Partners need to understand these opportunities and begin discussing them with customers now. The technology is moving quickly, the governance tools are improving, and the vendor ecosystem is maturing. The opportunity is here.
If a partner starts today with the Managed Intelligence Playbook, where would you like to see them one year from now?
I’d like to see them move beyond customer zero. Many partners are experimenting with AI internally, and that’s important. But the real opportunity starts when you move from customer one, to customer 20, to customer 50 and beyond. My message is simple: Don’t spend too much time on customer zero. Get in front of customers and explain the opportunity. Use AI to scale your own business.
I believe in human-centric AI. A year from now, I hope partners have moved far beyond internal experimentation and are actively helping dozens of customers transform their businesses.
As AI automates more work, do you believe human connection becomes even more important?
Absolutely. One of the greatest competitive advantages MSPs have is trust. They’ve spent years building relationships and becoming the technology advisers their customers rely on.

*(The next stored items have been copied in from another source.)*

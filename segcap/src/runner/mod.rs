mod manager;
mod worker;

pub use manager::provision;

use std::sync::{mpsc::channel, Arc};

use thiserror::Error;

use crate::{
    camera::CaptureRequest,
    capture::{EmitError, EmitReport, Emitter},
    render::FrameRenderer,
    scene::Scene,
    segcap_error, segcap_info,
};

#[derive(Debug, Error)]
pub enum RunError {
    #[error(transparent)]
    Emit(#[from] EmitError),
    #[error("Failed to spawn capture thread: {0}")]
    Spawn(#[from] std::io::Error),
    #[error("Capture manager stopped before finishing")]
    Disconnected,
}

/// Totals of a finished run
#[derive(Clone, Debug, Default, PartialEq)]
pub struct RunSummary {
    pub captures: usize,
    pub masks: usize,
    pub discarded: usize,
    /// Indices of captures that failed to write, never reused
    pub failed: Vec<u64>,
    pub elapsed_s: f32,
}

impl RunSummary {
    fn record(&mut self, report: &EmitReport) {
        self.captures += 1;
        self.masks += report.masks.len();
        self.discarded += report.discarded;
    }
}

/// Runs batches of captures over one scene on a pool of worker threads.
pub struct CaptureRunner {
    scene: Arc<Scene>,
    renderer: Arc<dyn FrameRenderer>,
    emitter: Emitter,
    thread_count: usize,
}

impl CaptureRunner {
    /// Creates a new `CaptureRunner`. A `thread_count` of 0 uses every logical core.
    pub fn new(
        scene: Arc<Scene>,
        renderer: Arc<dyn FrameRenderer>,
        emitter: Emitter,
        thread_count: usize,
    ) -> Self {
        let thread_count = if thread_count == 0 {
            num_cpus::get()
        } else {
            thread_count
        };

        Self {
            scene,
            renderer,
            emitter,
            thread_count,
        }
    }

    pub fn thread_count(&self) -> usize {
        self.thread_count
    }

    /// Captures every request, indices following the order of `requests`.
    ///
    /// Failed captures are logged and listed in the summary. Only index recovery and thread
    /// setup fail the whole run.
    pub fn run(&self, requests: Vec<CaptureRequest>) -> Result<RunSummary, RunError> {
        let (to_parent, from_manager) = channel();
        let handle = manager::launch(
            manager::Payload {
                scene: Arc::clone(&self.scene),
                renderer: Arc::clone(&self.renderer),
                emitter: self.emitter.clone(),
                requests,
                thread_count: self.thread_count,
            },
            to_parent,
        )?;

        let mut summary = None;
        while let Ok(msg) = from_manager.recv() {
            match msg {
                manager::Message::Progress {
                    captures_done,
                    captures_total,
                    report,
                    elapsed_s,
                } => {
                    segcap_info!(
                        "Cam_{} done in {:.2}s with {} masks ({} discarded), {}/{}",
                        report.index,
                        elapsed_s,
                        report.masks.len(),
                        report.discarded,
                        captures_done,
                        captures_total
                    );
                }
                manager::Message::Failed { index, reason } => {
                    segcap_error!("Cam_{} failed: {}", index, reason);
                }
                manager::Message::Finished(s) => {
                    summary = Some(s);
                    break;
                }
            }
        }

        if handle.join().is_err() {
            segcap_error!("Capture manager panicked");
        }

        summary.ok_or(RunError::Disconnected)
    }
}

That trust becomes even more valuable in the age of AI. AI can automate tasks, workflows and processes. But it cannot replicate human warmth, empathy, judgment, creativity or intention. Look at a doctor. Only a small portion of their value comes from paperwork. The real value comes from the interaction, trust and expertise they provide to patients.
The same dynamic is playing out across every profession. As repetitive knowledge work becomes automated, people will spend more time exercising creativity, judgment and human connection. Those qualities remain uniquely human, and they will become even more important in an AI-powered world.